WHAT THE TASK REQUIRES: Write out only the opening lines of the entries, through the line with "self.columns.first().map_or(0, Vec::len)".

------------------------------

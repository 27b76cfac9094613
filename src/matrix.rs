//! Boolean design matrix: the input surface produced by discretization.
//!
//! A [`BoolMatrix`] is a set of named boolean columns of equal length. It is
//! the output of the (external) discretization front-ends and the only view
//! of the data the induction pipeline ever sees. Column names tie the matrix
//! to the [`Semantics`][crate::semantics::Semantics] table.

use std::collections::HashMap;

use crate::error::{Error, Result};
use crate::semantics::Semantics;

/// A table of named boolean columns, all with the same number of rows.
#[derive(Debug, Default, Clone)]
pub struct BoolMatrix {
    names: Vec<String>,
    index: HashMap<String, usize>,
    columns: Vec<Vec<bool>>,
}

impl BoolMatrix {
    pub fn new() -> Self {
        Self::default()
    }

    /// Appends a column. The first column fixes the row count; every later
    /// column must match it.
    pub fn add_column(&mut self, name: impl Into<String>, values: Vec<bool>) -> Result<usize> {
        let name = name.into();
        if self.index.contains_key(&name) {
            return Err(Error::DuplicateColumn(name));
        }
        if let Some(first) = self.columns.first() {
            if values.len() != first.len() {
                return Err(Error::ColumnLength {
                    name,
                    expected: first.len(),
                    actual: values.len(),
                });
            }
        }
        let col = self.columns.len();
        self.index.insert(name.clone(), col);
        self.names.push(name);
        self.columns.push(values);
        Ok(col)
    }

    pub fn num_rows(&self) -> usize {
        self.columns.first().map_or(0, Vec::len)
    }

    pub fn num_columns(&self) -> usize {
        self.columns.len()
    }

    pub fn column_index(&self, name: &str) -> Option<usize> {
        self.index.get(name).copied()
    }

    pub fn column(&self, col: usize) -> &[bool] {
        &self.columns[col]
    }

    pub fn value(&self, col: usize, row: usize) -> bool {
        self.columns[col][row]
    }

    /// Resolves a set of variables against this matrix's columns by name.
    ///
    /// Fails with [`Error::UnknownColumn`] if any variable's column is
    /// missing; extra columns in the matrix are ignored.
    pub fn bind(
        &self,
        semantics: &Semantics,
        vars: impl IntoIterator<Item = u32>,
    ) -> Result<Binding> {
        let mut map = HashMap::new();
        for var in vars {
            let name = semantics.name(var);
            let col = self
                .column_index(name)
                .ok_or_else(|| Error::UnknownColumn(name.to_string()))?;
            map.insert(var, col);
        }
        Ok(Binding { map })
    }
}

/// Resolved variable-to-column mapping for one matrix.
#[derive(Debug, Clone)]
pub struct Binding {
    map: HashMap<u32, usize>,
}

impl Binding {
    /// Column index for a bound variable.
    ///
    /// # Panics
    ///
    /// Panics if the variable was not part of the binding; that indicates a
    /// term referencing a variable outside the fitted literal subset.
    pub fn column(&self, var: u32) -> usize {
        *self
            .map
            .get(&var)
            .unwrap_or_else(|| panic!("variable x{} is not bound to a column", var))
    }
}
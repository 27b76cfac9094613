//! Domain-knowledge simplification of a single term.
//!
//! Minimization works on literals as opaque booleans; this pass exploits
//! what the literals mean. Under one-hot semantics two positive equality
//! tests on the same feature are contradictory, and among threshold tests
//! on one feature only the tightest bound in each direction matters. The
//! pass is pure and idempotent.

use std::collections::{HashMap, HashSet};

use log::debug;

use crate::semantics::{Predicate, Semantics};
use crate::term::Term;
use crate::types::Lit;

/// Drops literals made redundant by attribute semantics:
///
/// - categorical features keep at most one positive equality literal (the
///   first in variable order); negative literals are kept as-is;
/// - numerical features keep only the largest positive threshold (tightest
///   lower bound) and the smallest negative threshold (tightest upper
///   bound).
pub fn simplify_term(term: &Term, semantics: &Semantics) -> Term {
    // (feature, direction) -> (var, threshold) of the tightest bound so far
    let mut bounds: HashMap<(String, bool), (u32, f64)> = HashMap::new();
    let mut categorical_positive: HashSet<String> = HashSet::new();
    let mut simplified = Term::new();

    for lit in term.lits() {
        match semantics.predicate(lit.var()) {
            Predicate::Categorical { feature, .. } => {
                if lit.is_positive() {
                    if categorical_positive.insert(feature.clone()) {
                        simplified.insert(lit);
                    }
                } else {
                    simplified.insert(lit);
                }
            }
            Predicate::Numerical { feature, threshold } => {
                let key = (feature.clone(), lit.is_positive());
                let tighter = match bounds.get(&key) {
                    None => true,
                    // positive: x > t, larger t is tighter;
                    // negative: x <= t, smaller t is tighter.
                    Some(&(_, best)) => {
                        if lit.is_positive() {
                            *threshold > best
                        } else {
                            *threshold < best
                        }
                    }
                };
                if tighter {
                    bounds.insert(key, (lit.var(), *threshold));
                }
            }
        }
    }

    for ((_, positive), (var, _)) in bounds {
        simplified.insert(Lit::new(var, positive));
    }

    if simplified.len() < term.len() {
        debug!("domain pruning: {} -> {} literals", term.len(), simplified.len());
    }
    simplified
}
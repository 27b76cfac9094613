//! Cross-term redundancy elimination within one rule.
//!
//! Terms of a rule are OR'd, so a term that is strictly more specific than
//! a later, more general term contributes nothing: every row it matches is
//! already matched by the general one. The entailment check knows the
//! attribute semantics, so a tighter numeric bound entails a looser one
//! even though the literals differ.

use log::debug;

use crate::semantics::Semantics;
use crate::term::Term;

/// Does every row satisfying `a` also satisfy `b`?
///
/// True iff each literal of `b` is implied by some literal of `a` on the
/// same feature and polarity. The empty term is entailed by everything.
pub fn entails(a: &Term, b: &Term, semantics: &Semantics) -> bool {
    b.lits()
        .all(|lb| a.lits().any(|la| semantics.implies(la, lb)))
}

/// Keeps only necessary terms: term `i` survives unless some later term
/// `j > i` is entailed by it. Original relative order is preserved.
///
/// Running the eliminator on its own output is a no-op.
pub fn drop_redundant(terms: Vec<Term>, semantics: &Semantics) -> Vec<Term> {
    let keep: Vec<bool> = terms
        .iter()
        .enumerate()
        .map(|(i, term)| {
            let redundant = terms[i + 1..]
                .iter()
                .any(|later| entails(term, later, semantics));
            if redundant {
                debug!("redundant term dropped: {}", term);
            }
            !redundant
        })
        .collect();
    terms
        .into_iter()
        .zip(keep)
        .filter_map(|(term, keep)| keep.then_some(term))
        .collect()
}
//! Terms: conjunctions of literals.
//!
//! A [`Term`] maps each variable it constrains to the required polarity.
//! The map representation makes the central invariant structural: a variable
//! cannot appear twice with conflicting polarities. An empty term constrains
//! nothing and is therefore always true.

use std::collections::BTreeMap;
use std::fmt;

use crate::matrix::{Binding, BoolMatrix};
use crate::semantics::Semantics;
use crate::types::Lit;

/// A conjunction of literals with set semantics.
///
/// Variables are kept in index order, which makes iteration deterministic;
/// the tie-break policies in the builder and the pruners rely on this.
#[derive(Debug, Clone, Default, Eq, PartialEq, Hash)]
pub struct Term {
    lits: BTreeMap<u32, bool>,
}

impl Term {
    /// The empty ("always true") term.
    pub fn new() -> Self {
        Self::default()
    }

    /// Builds a term from literals. A variable mentioned twice keeps the
    /// last polarity seen; callers constructing terms from observed rows
    /// never hit that case.
    pub fn from_lits(lits: impl IntoIterator<Item = Lit>) -> Self {
        let mut term = Self::new();
        for lit in lits {
            term.insert(lit);
        }
        term
    }

    pub fn insert(&mut self, lit: Lit) {
        self.lits.insert(lit.var(), lit.is_positive());
    }

    /// Removes the literal on `var`, returning its polarity if present.
    pub fn remove(&mut self, var: u32) -> Option<bool> {
        self.lits.remove(&var)
    }

    /// Copy of this term with the literal on `var` removed.
    pub fn without(&self, var: u32) -> Self {
        let mut copy = self.clone();
        copy.remove(var);
        copy
    }

    pub fn len(&self) -> usize {
        self.lits.len()
    }

    pub fn is_empty(&self) -> bool {
        self.lits.is_empty()
    }

    /// Required polarity for `var`, if this term constrains it.
    pub fn polarity(&self, var: u32) -> Option<bool> {
        self.lits.get(&var).copied()
    }

    pub fn contains(&self, lit: Lit) -> bool {
        self.polarity(lit.var()) == Some(lit.is_positive())
    }

    /// Literals in variable-index order.
    pub fn lits(&self) -> impl Iterator<Item = Lit> + '_ {
        self.lits.iter().map(|(&var, &pos)| Lit::new(var, pos))
    }

    /// Constrained variables in index order.
    pub fn vars(&self) -> impl Iterator<Item = u32> + '_ {
        self.lits.keys().copied()
    }

    /// Is every literal of this term present in `other`?
    pub fn is_subset_of(&self, other: &Term) -> bool {
        self.lits().all(|lit| other.contains(lit))
    }

    /// Evaluates the term on one matrix row. The empty term holds on every
    /// row.
    pub fn holds(&self, matrix: &BoolMatrix, binding: &Binding, row: usize) -> bool {
        self.lits()
            .all(|lit| matrix.value(binding.column(lit.var()), row) == lit.is_positive())
    }

    /// Evaluates the term under an explicit assignment of all variables,
    /// given in the same order as `vars`. Used by equivalence checks.
    pub fn holds_under(&self, vars: &[u32], assignment: &[bool]) -> bool {
        self.lits().all(|lit| {
            vars.iter()
                .position(|&v| v == lit.var())
                .map(|i| assignment[i] == lit.is_positive())
                .unwrap_or(false)
        })
    }

    /// Display adaptor rendering literals through the semantics table.
    pub fn display<'a>(&'a self, semantics: &'a Semantics) -> TermDisplay<'a> {
        TermDisplay {
            term: self,
            semantics,
        }
    }
}

impl fmt::Display for Term {
    fn fmt(&self, f: &mut fmt::Formatter<'_>) -> fmt::Result {
        if self.is_empty() {
            return write!(f, "true");
        }
        let mut first = true;
        for lit in self.lits() {
            if !first {
                write!(f, " & ")?;
            }
            write!(f, "{}", lit)?;
            first = false;
        }
        Ok(())
    }
}

/// Pretty form of a term, e.g. `color == red AND temp > 4.5`.
pub struct TermDisplay<'a> {
    term: &'a Term,
    semantics: &'a Semantics,
}

impl fmt::Display for TermDisplay<'_> {
    fn fmt(&self, f: &mut fmt::Formatter<'_>) -> fmt::Result {
        if self.term.is_empty() {
            return write!(f, "true");
        }
        let mut first = true;
        for lit in self.term.lits() {
            if !first {
                write!(f, " AND ")?;
            }
            write!(f, "{}", self.semantics.describe(lit))?;
            first = false;
        }
        Ok(())
    }
}
use std::fmt;
use std::str::FromStr;

use serde::{Deserialize, Deserializer, Serialize, Serializer};
use thiserror::Error;

/// Minutes in a full day; every `TimeOfDay` value is strictly below this.
pub const MINUTES_PER_DAY: u16 = 24 * 60;

/// A wall-clock time within a single day, stored as minutes since midnight.
///
/// The wire representation is a zero-padded `"HH:MM"` string (the format the
/// mobile client and the configuration store use). Because those strings are
/// zero-padded, their lexicographic order matches the numeric order of this
/// type, so comparisons behave identically on either side of the boundary.
#[derive(Debug, Clone, Copy, PartialEq, Eq, PartialOrd, Ord, Hash)]
pub struct TimeOfDay(u16);

#[derive(Error, Debug, Clone, PartialEq, Eq)]
#[error("invalid time of day '{0}' (expected zero-padded HH:MM)")]
pub struct InvalidTimeOfDay(pub String);

impl TimeOfDay {
    /// Build from an hour/minute pair. `None` if either is out of range.
    pub fn new(hour: u16, minute: u16) -> Option<Self> {
        if hour < 24 && minute < 60 {
            Some(Self(hour * 60 + minute))
        } else {
            None
        }
    }

    /// Build from raw minutes since midnight. `None` if >= 1440.
    pub fn from_minutes(minutes: u16) -> Option<Self> {
        if minutes < MINUTES_PER_DAY {
            Some(Self(minutes))
        } else {
            None
        }
    }

    pub fn minutes(self) -> u16 {
        self.0
    }

    pub fn hour(self) -> u16 {
        self.0 / 60
    }

    pub fn minute(self) -> u16 {
        self.0 % 60
    }

    /// Add a span of minutes, normalizing the overflow into hours.
    /// `None` when the result would land past 23:59.
    pub fn checked_add_minutes(self, minutes: u16) -> Option<Self> {
        Self::from_minutes(self.0.checked_add(minutes)?)
    }
}

impl fmt::Display for TimeOfDay {
    fn fmt(&self, f: &mut fmt::Formatter<'_>) -> fmt::Result {
        write!(f, "{:02}:{:02}", self.hour(), self.minute())
    }
}

impl FromStr for TimeOfDay {
    type Err = InvalidTimeOfDay;

    fn from_str(s: &str) -> Result<Self, Self::Err> {
        let malformed = || InvalidTimeOfDay(s.to_string());

        let (hour_part, minute_part) = s.split_once(':').ok_or_else(malformed)?;
        if hour_part.len() != 2
            || minute_part.len() != 2
            || !hour_part.bytes().all(|b| b.is_ascii_digit())
            || !minute_part.bytes().all(|b| b.is_ascii_digit())
        {
            return Err(malformed());
        }

        let hour: u16 = hour_part.parse().map_err(|_| malformed())?;
        let minute: u16 = minute_part.parse().map_err(|_| malformed())?;

        Self::new(hour, minute).ok_or_else(malformed)
    }
}

impl Serialize for TimeOfDay {
    fn serialize<S: Serializer>(&self, serializer: S) -> Result<S::Ok, S::Error> {
        serializer.collect_str(self)
    }
}

impl<'de> Deserialize<'de> for TimeOfDay {
    fn deserialize<D: Deserializer<'de>>(deserializer: D) -> Result<Self, D::Error> {
        let raw = String::deserialize(deserializer)?;
        raw.parse().map_err(serde::de::Error::custom)
    }
}

#[cfg(test)]
mod tests {
    use super::*;

    #[test]
    fn parses_zero_padded_times() {
        let t: TimeOfDay = "09:30".parse().unwrap();
        assert_eq!(t.minutes(), 9 * 60 + 30);
        assert_eq!(t.hour(), 9);
        assert_eq!(t.minute(), 30);

        assert_eq!("00:00".parse::<TimeOfDay>().unwrap().minutes(), 0);
        assert_eq!("23:59".parse::<TimeOfDay>().unwrap().minutes(), 1439);
    }

    #[test]
    fn rejects_malformed_times() {
        for raw in ["", "9:00", "09:0", "24:00", "12:60", "ab:cd", "09-00", "09:00:00", "-1:30"] {
            assert!(raw.parse::<TimeOfDay>().is_err(), "accepted {raw:?}");
        }
    }

    #[test]
    fn ordering_matches_lexicographic_hhmm() {
        let a: TimeOfDay = "09:00".parse().unwrap();
        let b: TimeOfDay = "10:30".parse().unwrap();
        assert!(a < b);
        assert!(a.to_string() < b.to_string());
    }

    #[test]
    fn display_is_zero_padded() {
        let t = TimeOfDay::new(7, 5).unwrap();
        assert_eq!(t.to_string(), "07:05");
    }

    #[test]
    fn checked_add_normalizes_minute_overflow() {
        let t: TimeOfDay = "09:45".parse().unwrap();
        assert_eq!(t.checked_add_minutes(30).unwrap().to_string(), "10:15");

        let late: TimeOfDay = "23:45".parse().unwrap();
        assert_eq!(late.checked_add_minutes(30), None);
    }

    #[test]
    fn serde_uses_hhmm_strings() {
        let t: TimeOfDay = "14:00".parse().unwrap();
        assert_eq!(serde_json::to_string(&t).unwrap(), "\"14:00\"");

        let back: TimeOfDay = serde_json::from_str("\"14:00\"").unwrap();
        assert_eq!(back, t);

        assert!(serde_json::from_str::<TimeOfDay>("\"25:00\"").is_err());
    }
}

------------------------------

WORKED SOLUTION:
repository 27b76cfac9094613
filename src/matrix.rs
//! Boolean design matrix: the input surface produced by discretization.
//!
//! A [`BoolMatrix`] is a set of named boolean columns of equal length. It is
//! the output of the (external) discretization front-ends and the only view
//! of the data the induction pipeline ever sees. Column names tie the matrix
//! to the [`Semantics`][crate::semantics::Semantics] table.

use std::collections::HashMap;

use crate::error::{Error, Result};
use crate::semantics::Semantics;

/// A table of named boolean columns, all with the same number of rows.
#[derive(Debug, Default, Clone)]
pub struct BoolMatrix {
    names: Vec<String>,
    index: HashMap<String, usize>,
    columns: Vec<Vec<bool>>,
}

impl BoolMatrix {
    pub fn new() -> Self {
        Self::default()
    }

    /// Appends a column. The first column fixes the row count; every later
    /// column must match it.
    pub fn add_column(&mut self, name: impl Into<String>, values: Vec<bool>) -> Result<usize> {
        let name = name.into();
        if self.index.contains_key(&name) {
            return Err(Error::DuplicateColumn(name));
        }
        if let Some(first) = self.columns.first() {
            if values.len() != first.len() {
                return Err(Error::ColumnLength {
                    name,
                    expected: first.len(),
                    actual: values.len(),
                });
            }
        }
        let col = self.columns.len();
        self.index.insert(name.clone(), col);
        self.names.push(name);
        self.columns.push(values);
        Ok(col)
    }

    pub fn num_rows(&self) -> usize {
        self.columns.first().map_or(0, Vec::len)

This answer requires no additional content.